I first saw Oxbow perform live back in 2007. The band has just released their then new album, The Narcotic Story, and the experience was simply beyond words. I was not familiar with their back catalogue and they completely stunned me, apart from the vocalist methodically removing his items of clothing through the show, was their radical take on rock music. Looking back now at Oxbow, it is impossible to pigeonhole them into any category, without using the broad “rock” umbrella term.
Ten years have passed since The Narcotic Story came out, and with that long an absence, expectations are naturally at a high, but Thin Black Duke delivers. Carrying on with their unclassifiable rock aesthetic, Oxbow carries down a path of explosive exploration. It is not just that they include influences outside of rock music that makes them unique, but it is the diversity and contradiction of such inputs that is surprising. How can a song structure adopting elements of classical music lead to a free-jazz frenzy? How can blues co-exist with punk? It is all an enigma, masterfully orchestrated by a progressive (not in the musical sense) aesthetic, on the rock genre and its evolution.
As versatile as the music is, it is accompanied by the similarly protean voice of Eugene S. Robinson, who transforms his narration in a number of unimaginable ways. From the subtle, almost timid delivery of the opening track and the whispering of “Ecce Homo,” to the story-telling persona of “Letter of Note” he travels to the extreme screams and growls of “A Gentleman's Gentleman” by route of the anthemic performances in “Other People” and the spiritual callings of “Host.” An album as multi-faceted as Thin Black Duke would fail with a lesser performance.

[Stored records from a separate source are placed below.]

//! JSON Schema validation for prompt templates.
//!
//! The schema checks field types before deserialization. Structural
//! completeness (non-empty task, context object, ...) is left to
//! [`validate_template`](crate::resolver::validate_template) so that its
//! messages stay stable.

use std::sync::OnceLock;

/// Embedded template schema (loaded at compile time).
const TEMPLATE_SCHEMA_JSON: &str = include_str!("../../../../schema/prompt-template.schema.json");

/// Compiled JSON Schema validator (initialized once, reused).
static COMPILED_SCHEMA: OnceLock<Result<jsonschema::Validator, String>> = OnceLock::new();

fn get_validator() -> Result<&'static jsonschema::Validator, String> {
    let result = COMPILED_SCHEMA.get_or_init(|| {
        let schema_value: serde_json::Value = serde_json::from_str(TEMPLATE_SCHEMA_JSON)
            .map_err(|e| format!("Invalid schema JSON: {}", e))?;

        jsonschema::options()
            .build(&schema_value)
            .map_err(|e| format!("Failed to compile schema: {}", e))
    });

    result.as_ref().map_err(|e| e.clone())
}

/// Validate a raw template value against the schema.
///
/// Returns every violation, each suffixed with its location.
pub fn validate_template_schema(template_json: &serde_json::Value) -> Result<(), Vec<String>> {
    let validator = get_validator().map_err(|e| vec![e])?;

    let errors: Vec<String> = validator
        .iter_errors(template_json)
        .map(|e| format!("{} at {}", e, e.instance_path))
        .collect();

    if errors.is_empty() {
        Ok(())
    } else {
        Err(errors)
    }
}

Through their existence, Oxbow has been channeling the primal urges of man, and that is an element highlighted in their take of rock music. Music that can be meticulously composed, thought out, but at the same time retain a degree of unpredictability and destructive urge. The explosive parts of the record, the twists and turns down the road graphically represent this volatility, but that is not the full extent of the primal self. Repetitive mantras, bluesy tones, and quasi-spiritual moments drag the listener to the emotional side of the record, in tracks like “Host” and “The Upper,” showcasing a rare trait: retaining the balance between preparation and improvisation. This is a record thoroughly produced but without losing its power and purpose on the process. Oxbow are being diligent without overthinking.
This has led into acquiring the most important element of all: being cool. Not “cool” in the sense of producing a good album, but producing music with certainty and flair. Be it through '70s riffs, classical crescendos, jazz-punk mayhem, the keyboard in “Ecce Homo” or the fucking whistling that kicks off “Cold & Well-Lit Place,” Oxbow have created a fucking cool record.